── DATA ──

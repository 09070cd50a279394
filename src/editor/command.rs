//! Commands accepted by the entry editor

use std::fmt;
use std::str::FromStr;

use crate::types::*;

/// Help line listing the editor commands
pub const EDIT_HINT: &str = "[D]ate  [F]lag  [P]ayee  [N]arration  [T]ags  [L]inks  P[O]stings  [S]ave";

/// An editable part of an entry
#[derive(Debug, Clone, Copy, PartialEq, Eq, Hash)]
pub enum Field {
    Date,
    Flag,
    Payee,
    Narration,
    Tags,
    Links,
    Postings,
}

impl Field {
    pub fn name(&self) -> &'static str {
        match self {
            Field::Date => "date",
            Field::Flag => "flag",
            Field::Payee => "payee",
            Field::Narration => "narration",
            Field::Tags => "tags",
            Field::Links => "links",
            Field::Postings => "postings",
        }
    }
}

impl fmt::Display for Field {
    fn fmt(&self, f: &mut fmt::Formatter<'_>) -> fmt::Result {
        f.write_str(self.name())
    }
}

/// One command typed at the editor prompt
#[derive(Debug, Clone, Copy, PartialEq, Eq)]
pub enum EditCommand {
    Edit(Field),
    Save,
}

impl FromStr for EditCommand {
    type Err = ImportError;

    /// Accepts the one-letter shortcut or the full word, in any case
    fn from_str(s: &str) -> Result<Self, Self::Err> {
        let command = match s.trim().to_ascii_lowercase().as_str() {
            "d" | "date" => EditCommand::Edit(Field::Date),
            "f" | "flag" => EditCommand::Edit(Field::Flag),
            "p" | "payee" => EditCommand::Edit(Field::Payee),
            "n" | "narration" => EditCommand::Edit(Field::Narration),
            "t" | "tags" => EditCommand::Edit(Field::Tags),
            "l" | "links" => EditCommand::Edit(Field::Links),
            "o" | "postings" => EditCommand::Edit(Field::Postings),
            "s" | "save" => EditCommand::Save,
            _ => {
                return Err(ImportError::Validation(
                    "Please enter a valid response".to_string(),
                ))
            }
        };
        Ok(command)
    }
}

───

ASSIGNMENT: Respond with the exact lines running from the one that contains "use std::fmt;" through the last line of the data above, and no other lines.

OUTPUT:
use std::fmt;
use std::str::FromStr;

use crate::types::*;

/// Help line listing the editor commands
pub const EDIT_HINT: &str = "[D]ate  [F]lag  [P]ayee  [N]arration  [T]ags  [L]inks  P[O]stings  [S]ave";

/// An editable part of an entry
#[derive(Debug, Clone, Copy, PartialEq, Eq, Hash)]
pub enum Field {
    Date,
    Flag,
    Payee,
    Narration,
    Tags,
    Links,
    Postings,
}

impl Field {
    pub fn name(&self) -> &'static str {
        match self {
            Field::Date => "date",
            Field::Flag => "flag",
            Field::Payee => "payee",
            Field::Narration => "narration",
            Field::Tags => "tags",
            Field::Links => "links",
            Field::Postings => "postings",
        }
    }
}

impl fmt::Display for Field {
    fn fmt(&self, f: &mut fmt::Formatter<'_>) -> fmt::Result {
        f.write_str(self.name())
    }
}

/// One command typed at the editor prompt
#[derive(Debug, Clone, Copy, PartialEq, Eq)]
pub enum EditCommand {
    Edit(Field),
    Save,
}

impl FromStr for EditCommand {
    type Err = ImportError;

    /// Accepts the one-letter shortcut or the full word, in any case
    fn from_str(s: &str) -> Result<Self, Self::Err> {
        let command = match s.trim().to_ascii_lowercase().as_str() {
            "d" | "date" => EditCommand::Edit(Field::Date),
            "f" | "flag" => EditCommand::Edit(Field::Flag),
            "p" | "payee" => EditCommand::Edit(Field::Payee),
            "n" | "narration" => EditCommand::Edit(Field::Narration),
            "t" | "tags" => EditCommand::Edit(Field::Tags),
            "l" | "links" => EditCommand::Edit(Field::Links),
            "o" | "postings" => EditCommand::Edit(Field::Postings),
            "s" | "save" => EditCommand::Save,
            _ => {
                return Err(ImportError::Validation(
                    "Please enter a valid response".to_string(),
                ))
            }
        };
        Ok(command)
    }
}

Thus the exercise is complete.